In any given pile might be an AARP membership renewal, a compilation of art ideas that I want to license, a recipe print-out, a journal, and a letter from my mother’s cousin, stuffed with clipped-out feel-good cat articles from her local newspaper. Even this example fails miserably to capture the sheer variety and nonsensical nature of these piles. If only they were as meaningful and aesthetic as the Watts Towers!

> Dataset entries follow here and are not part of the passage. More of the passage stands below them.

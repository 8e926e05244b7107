//! Fixed-asset sub-ledger (C5): `fixed_assets`, `fixed_asset_changes`,
//! `fixed_asset_impairments`, `cip_projects`, `cip_transfers`.

pub mod fixed_assets {
    use sea_orm::entity::prelude::*;
    use serde::{Deserialize, Serialize};

    #[derive(Clone, Debug, PartialEq, Eq, DeriveEntityModel, Serialize, Deserialize)]
    #[sea_orm(table_name = "fixed_assets")]
    pub struct Model {
        #[sea_orm(primary_key, auto_increment = false)]
        pub id: Uuid,
        pub asset_account: String,
        pub accum_depreciation_account: String,
        pub original_cost: Decimal,
        pub accumulated_depreciation: Decimal,
        pub accumulated_impairment: Decimal,
        pub useful_life_years: i32,
        pub years_elapsed: i32,
        pub salvage_value: Decimal,
        pub method: String,
        pub in_service_date: Date,
    }

    #[derive(Copy, Clone, Debug, EnumIter, DeriveRelation)]
    pub enum Relation {}

    impl ActiveModelBehavior for ActiveModel {}
}

pub mod fixed_asset_changes {
    use sea_orm::entity::prelude::*;
    use serde::{Deserialize, Serialize};

    /// One periodic depreciation (or disposal) posting against an asset.
    #[derive(Clone, Debug, PartialEq, Eq, DeriveEntityModel, Serialize, Deserialize)]
    #[sea_orm(table_name = "fixed_asset_changes")]
    pub struct Model {
        #[sea_orm(primary_key, auto_increment = false)]
        pub id: Uuid,
        pub fixed_asset_id: Uuid,
        pub voucher_id: Option<Uuid>,
        pub change_type: String,
        pub amount: Decimal,
        pub effective_date: Date,
    }

    #[derive(Copy, Clone, Debug, EnumIter, DeriveRelation)]
    pub enum Relation {
        #[sea_orm(
            belongs_to = "super::fixed_assets::Entity",
            from = "Column::FixedAssetId",
            to = "super::fixed_assets::Column::Id"
        )]
        FixedAsset,
    }

    impl ActiveModelBehavior for ActiveModel {}
}

pub mod fixed_asset_impairments {
    use sea_orm::entity::prelude::*;
    use serde::{Deserialize, Serialize};

    #[derive(Clone, Debug, PartialEq, Eq, DeriveEntityModel, Serialize, Deserialize)]
    #[sea_orm(table_name = "fixed_asset_impairments")]
    pub struct Model {
        #[sea_orm(primary_key, auto_increment = false)]
        pub id: Uuid,
        pub fixed_asset_id: Uuid,
        pub voucher_id: Option<Uuid>,
        pub recoverable_amount: Decimal,
        pub loss: Decimal,
        pub is_reversal: bool,
        pub recorded_at: Date,
    }

    #[derive(Copy, Clone, Debug, EnumIter, DeriveRelation)]
    pub enum Relation {
        #[sea_orm(
            belongs_to = "super::fixed_assets::Entity",
            from = "Column::FixedAssetId",
            to = "super::fixed_assets::Column::Id"
        )]
        FixedAsset,
    }

    impl ActiveModelBehavior for ActiveModel {}
}

pub mod cip_projects {
    use sea_orm::entity::prelude::*;
    use serde::{Deserialize, Serialize};

    #[derive(Clone, Debug, PartialEq, Eq, DeriveEntityModel, Serialize, Deserialize)]
    #[sea_orm(table_name = "cip_projects")]
    pub struct Model {
        #[sea_orm(primary_key, auto_increment = false)]
        pub id: Uuid,
        pub cip_account: String,
        pub accumulated_cost: Decimal,
        pub is_transferred: bool,
    }

    #[derive(Copy, Clone, Debug, EnumIter, DeriveRelation)]
    pub enum Relation {}

    impl ActiveModelBehavior for ActiveModel {}
}

pub mod cip_transfers {
    use sea_orm::entity::prelude::*;
    use serde::{Deserialize, Serialize};

    /// Transfer of an accumulated CIP project balance into an
    /// in-service fixed asset.
    #[derive(Clone, Debug, PartialEq, Eq, DeriveEntityModel, Serialize, Deserialize)]
    #[sea_orm(table_name = "cip_transfers")]
    pub struct Model {
        #[sea_orm(primary_key, auto_increment = false)]
        pub id: Uuid,
        pub cip_project_id: Uuid,
        pub fixed_asset_id: Uuid,
        pub voucher_id: Option<Uuid>,
        pub amount: Decimal,
        pub transferred_at: Date,
    }

    #[derive(Copy, Clone, Debug, EnumIter, DeriveRelation)]
    pub enum Relation {
        #[sea_orm(
            belongs_to = "super::cip_projects::Entity",
            from = "Column::CipProjectId",
            to = "super::cip_projects::Column::Id"
        )]
        CipProject,
        #[sea_orm(
            belongs_to = "super::fixed_assets::Entity",
            from = "Column::FixedAssetId",
            to = "super::fixed_assets::Column::Id"
        )]
        FixedAsset,
    }

    impl ActiveModelBehavior for ActiveModel {}
}
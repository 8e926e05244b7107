//! Period-end FX revaluation (spec 4.4): for every `revaluable` account,
//! compare its foreign closing balance translated at the period-end rate
//! against its recorded functional closing balance, and synthesize a gain
//! or loss voucher for the delta.

use rust_decimal::Decimal;

use zeltra_shared::types::{round_money, Currency};

use crate::coa::DimensionKey;
use crate::ledger::{EntryKind, VoucherEntryRequest, VoucherRequest};

/// One revaluable account's state going into a period-end run.
#[derive(Debug, Clone)]
pub struct RevaluationInput {
    /// Account code being revalued.
    pub account_code: String,
    /// Foreign-currency closing balance (unchanged by revaluation).
    pub foreign_closing_balance: Decimal,
    /// Currency the foreign balance is denominated in.
    pub currency: Currency,
    /// Functional-currency closing balance currently recorded.
    pub functional_closing_balance: Decimal,
    /// Period-end rate to translate at.
    pub period_end_rate: Decimal,
}

/// One synthesized gain/loss line, before being wrapped into a voucher.
#[derive(Debug, Clone)]
pub struct RevaluationResult {
    /// The account revalued.
    pub account_code: String,
    /// `foreign_closing_balance * period_end_rate - functional_closing_balance`
    /// (spec 4.4). Positive is a gain, negative is a loss.
    pub delta: Decimal,
}

/// Computes the revaluation delta for one account. Returns `None` when the
/// delta rounds to zero — no voucher is needed.
#[must_use]
pub fn compute_delta(input: &RevaluationInput) -> Option<RevaluationResult> {
    let translated = round_money(input.foreign_closing_balance * input.period_end_rate);
    let delta = translated - input.functional_closing_balance;
    if delta == Decimal::ZERO {
        return None;
    }
    Some(RevaluationResult {
        account_code: input.account_code.clone(),
        delta,
    })
}

/// Builds one balanced voucher posting every nonzero revaluation delta
/// against the configured FX gain/loss account (spec 4.4: "emits a gain or
/// loss voucher against the configured FX accounts"). A positive delta
/// increases the revalued (debit-normal, by convention assets) account and
/// is offset by a credit to the gain/loss account; a negative delta is the
/// mirror image.
///
/// Returns `None` if every input's delta rounds to zero.
#[must_use]
pub fn build_revaluation_voucher(
    inputs: &[RevaluationInput],
    fx_gain_loss_account: &str,
    posting_date: chrono::NaiveDate,
    period: &str,
) -> Option<VoucherRequest> {
    let results: Vec<RevaluationResult> = inputs.iter().filter_map(compute_delta).collect();
    if results.is_empty() {
        return None;
    }

    let mut entries = Vec::with_capacity(results.len() + 1);
    let mut net = Decimal::ZERO;
    for result in &results {
        net += result.delta;
        let (debit, credit) = if result.delta > Decimal::ZERO {
            (result.delta, Decimal::ZERO)
        } else {
            (Decimal::ZERO, -result.delta)
        };
        entries.push(VoucherEntryRequest {
            account_code: result.account_code.clone(),
            description: Some(format!("FX revaluation {period}")),
            debit,
            credit,
            currency: None,
            fx_rate: None,
            foreign_debit: None,
            foreign_credit: None,
            dimensions: DimensionKey::none(),
        });
    }

    let (gl_debit, gl_credit) = if net > Decimal::ZERO {
        (Decimal::ZERO, net)
    } else {
        (-net, Decimal::ZERO)
    };
    entries.push(VoucherEntryRequest {
        account_code: fx_gain_loss_account.to_string(),
        description: Some(format!("FX revaluation {period}")),
        debit: gl_debit,
        credit: gl_credit,
        currency: None,
        fx_rate: None,
        foreign_debit: None,
        foreign_credit: None,
        dimensions: DimensionKey::none(),
    });

    Some(VoucherRequest {
        posting_date,
        description: format!("FX revaluation {period}"),
        entry_type: EntryKind::Adjustment,
        entries,
        source_template: Some("FX_REVALUATION".to_string()),
        source_event_id: None,
    })
}

#[cfg(test)]
mod tests {
    use super::*;
    use rust_decimal_macros::dec;
    use std::str::FromStr;

    #[test]
    fn usd_account_revalued_produces_gain() {
        let input = RevaluationInput {
            account_code: "1122".into(),
            foreign_closing_balance: dec!(100),
            currency: Currency::from_str("USD").unwrap(),
            functional_closing_balance: dec!(700),
            period_end_rate: dec!(7.2),
        };
        let result = compute_delta(&input).unwrap();
        assert_eq!(result.delta, dec!(20));
    }

    #[test]
    fn zero_delta_produces_no_result() {
        let input = RevaluationInput {
            account_code: "1122".into(),
            foreign_closing_balance: dec!(100),
            currency: Currency::from_str("USD").unwrap(),
            functional_closing_balance: dec!(700),
            period_end_rate: dec!(7.0),
        };
        assert!(compute_delta(&input).is_none());
    }

    #[test]
    fn voucher_balances_for_single_gain() {
        let date = chrono::NaiveDate::from_ymd_opt(2025, 1, 31).unwrap();
        let inputs = vec![RevaluationInput {
            account_code: "1122".into(),
            foreign_closing_balance: dec!(100),
            currency: Currency::from_str("USD").unwrap(),
            functional_closing_balance: dec!(700),
            period_end_rate: dec!(7.2),
        }];
        let voucher = build_revaluation_voucher(&inputs, "7101", date, "2025-01").unwrap();
        let total_debit: Decimal = voucher.entries.iter().map(|e| e.debit).sum();
        let total_credit: Decimal = voucher.entries.iter().map(|e| e.credit).sum();
        assert_eq!(total_debit, total_credit);

        let asset_line = voucher.entries.iter().find(|e| e.account_code == "1122").unwrap();
        assert_eq!(asset_line.debit, dec!(20));
        let gl_line = voucher.entries.iter().find(|e| e.account_code == "7101").unwrap();
        assert_eq!(gl_line.credit, dec!(20));
    }

    #[test]
    fn no_nonzero_deltas_produces_no_voucher() {
        let date = chrono::NaiveDate::from_ymd_opt(2025, 1, 31).unwrap();
        let inputs = vec![RevaluationInput {
            account_code: "1122".into(),
            foreign_closing_balance: dec!(100),
            currency: Currency::from_str("USD").unwrap(),
            functional_closing_balance: dec!(700),
            period_end_rate: dec!(7.0),
        }];
        assert!(build_revaluation_voucher(&inputs, "7101", date, "2025-01").is_none());
    }
}
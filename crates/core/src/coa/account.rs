//! Account tree: code, type, normal side, cash-flow category.

use serde::{Deserialize, Serialize};

use super::error::CoaError;

/// The five fundamental account types.
#[derive(Debug, Clone, Copy, PartialEq, Eq, Hash, Serialize, Deserialize)]
#[serde(rename_all = "snake_case")]
pub enum AccountType {
    /// Asset account (debit-normal).
    Asset,
    /// Liability account (credit-normal).
    Liability,
    /// Equity account (credit-normal).
    Equity,
    /// Revenue account (credit-normal).
    Revenue,
    /// Expense account (debit-normal).
    Expense,
}

impl AccountType {
    /// The side an account of this type naturally accumulates on.
    #[must_use]
    pub const fn default_normal_side(self) -> NormalSide {
        match self {
            Self::Asset | Self::Expense => NormalSide::Debit,
            Self::Liability | Self::Equity | Self::Revenue => NormalSide::Credit,
        }
    }
}

/// The side (debit or credit) on which an account's balance accumulates.
#[derive(Debug, Clone, Copy, PartialEq, Eq, Serialize, Deserialize)]
#[serde(rename_all = "snake_case")]
pub enum NormalSide {
    /// Debit-normal: closing = opening + debit - credit.
    Debit,
    /// Credit-normal: closing = opening - debit + credit.
    Credit,
}

/// Cash-flow-statement classification carried by an account, used by the
/// indirect-method cash-flow derivation (spec 4.5.1).
#[derive(Debug, Clone, Copy, PartialEq, Eq, Serialize, Deserialize)]
#[serde(rename_all = "snake_case")]
pub enum CashFlowCategory {
    /// Operating activity.
    Operating,
    /// Investing activity.
    Investing,
    /// Financing activity.
    Financing,
    /// Not classified (e.g. the account is not cash-affecting, or its
    /// movements are captured through another account's category).
    None,
}

/// A chart-of-accounts account, identified by a stable, hierarchical code.
#[derive(Debug, Clone, Serialize, Deserialize)]
pub struct Account {
    /// Stable hierarchical code (dotted or prefixed), e.g. `"1001"` or
    /// `"1.1.01"`. Primary key — accounts are never keyed by a surrogate
    /// UUID (spec 6's `accounts(code, ...)`).
    pub code: String,
    /// Display name.
    pub name: String,
    /// Fundamental account type.
    pub account_type: AccountType,
    /// The side this account's balance naturally accumulates on.
    pub normal_side: NormalSide,
    /// Cash-flow-statement classification.
    pub cash_flow_category: CashFlowCategory,
    /// Code of the parent account, if any.
    pub parent_code: Option<String>,
    /// Whether voucher entries may currently post to this account.
    pub enabled: bool,
    /// Seeded at boot time; cannot be deleted (but can be disabled).
    pub system_seeded: bool,
    /// Subject to period-end foreign-currency revaluation (spec 4.4's FX
    /// layer).
    pub revaluable: bool,
}

impl Account {
    /// Validates a new account against its (already-loaded) parent, if any.
    ///
    /// # Errors
    ///
    /// Returns [`CoaError::EmptyCode`] if `code` is empty, or
    /// [`CoaError::ParentTypeMismatch`] if `parent` is `Some` and its type
    /// differs from `self.account_type`.
    pub fn validate_against_parent(&self, parent: Option<&Account>) -> Result<(), CoaError> {
        if self.code.trim().is_empty() {
            return Err(CoaError::EmptyCode);
        }
        if let Some(parent_code) = &self.parent_code {
            let parent = parent.ok_or_else(|| CoaError::ParentNotFound(parent_code.clone()))?;
            if parent.account_type != self.account_type {
                return Err(CoaError::ParentTypeMismatch {
                    code: self.code.clone(),
                    child_type: self.account_type,
                    parent_code: parent.code.clone(),
                    parent_type: parent.account_type,
                });
            }
        }
        Ok(())
    }

    /// Returns the signed contribution of a debit/credit pair to this
    /// account's closing balance, honoring its normal side (spec 3's
    /// Balance invariant).
    #[must_use]
    pub fn apply_sign(
        &self,
        debit: rust_decimal::Decimal,
        credit: rust_decimal::Decimal,
    ) -> rust_decimal::Decimal {
        match self.normal_side {
            NormalSide::Debit => debit - credit,
            NormalSide::Credit => credit - debit,
        }
    }

    /// An account may be disabled once posted to, but a system-seeded
    /// account (or one with any ledger history) can never be deleted.
    ///
    /// # Errors
    ///
    /// Returns [`CoaError::DeleteNotAllowed`] if the account is
    /// system-seeded or `has_postings` is true.
    pub fn validate_can_delete(&self, has_postings: bool) -> Result<(), CoaError> {
        if self.system_seeded || has_postings {
            return Err(CoaError::DeleteNotAllowed(self.code.clone()));
        }
        Ok(())
    }
}

#[cfg(test)]
mod tests {
    use super::*;
    use rust_decimal_macros::dec;

    fn account(code: &str, account_type: AccountType, parent_code: Option<&str>) -> Account {
        Account {
            code: code.to_string(),
            name: code.to_string(),
            account_type,
            normal_side: account_type.default_normal_side(),
            cash_flow_category: CashFlowCategory::None,
            parent_code: parent_code.map(str::to_string),
            enabled: true,
            system_seeded: false,
            revaluable: false,
        }
    }

    #[test]
    fn parent_type_must_match() {
        let parent = account("1000", AccountType::Asset, None);
        let child = account("1001", AccountType::Liability, Some("1000"));
        assert!(matches!(
            child.validate_against_parent(Some(&parent)),
            Err(CoaError::ParentTypeMismatch { .. })
        ));
    }

    #[test]
    fn parent_type_matching_is_ok() {
        let parent = account("1000", AccountType::Asset, None);
        let child = account("1001", AccountType::Asset, Some("1000"));
        assert!(child.validate_against_parent(Some(&parent)).is_ok());
    }

    #[test]
    fn missing_parent_is_an_error() {
        let child = account("1001", AccountType::Asset, Some("1000"));
        assert!(matches!(
            child.validate_against_parent(None),
            Err(CoaError::ParentNotFound(_))
        ));
    }

    #[test]
    fn debit_normal_sign() {
        let cash = account("1001", AccountType::Asset, None);
        assert_eq!(cash.apply_sign(dec!(100), dec!(40)), dec!(60));
    }

    #[test]
    fn credit_normal_sign() {
        let revenue = account("4001", AccountType::Revenue, None);
        assert_eq!(revenue.apply_sign(dec!(10), dec!(100)), dec!(90));
    }

    #[test]
    fn system_seeded_cannot_be_deleted() {
        let mut seeded = account("1001", AccountType::Asset, None);
        seeded.system_seeded = true;
        assert!(seeded.validate_can_delete(false).is_err());
    }

    #[test]
    fn posted_account_cannot_be_deleted() {
        let account = account("1001", AccountType::Asset, None);
        assert!(account.validate_can_delete(true).is_err());
        assert!(account.validate_can_delete(false).is_ok());
    }
}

I can’t tell if I am an archivist or an archaeologist when I dig into one. And, by the way, there are several. At least. Sometimes I feel truly insane that I cannot simply annihilate them. There was a time when I relished this process, and within a day, my workspace transformed into a pristine utopia. Now I start, make some progress in tossing or recycling (but wait, don’t I need this?), get sidetracked, get overwhelmed, and admit defeat. (The pile is still there, but I’ve squared the corners a bit. It’s neater).
I discovered in the book Stuff: Compulsive Hoarding and the Meaning of Things, that I am not alone. There is a term for what I do: churning.
And so, I face my piles of stuff, yet again. An hour for each one seems do-able. No more clearing it all into a shopping bag when I get tired of looking at it. I’m coming clean.
My name is Sharon W. and I’m a churn-aholic.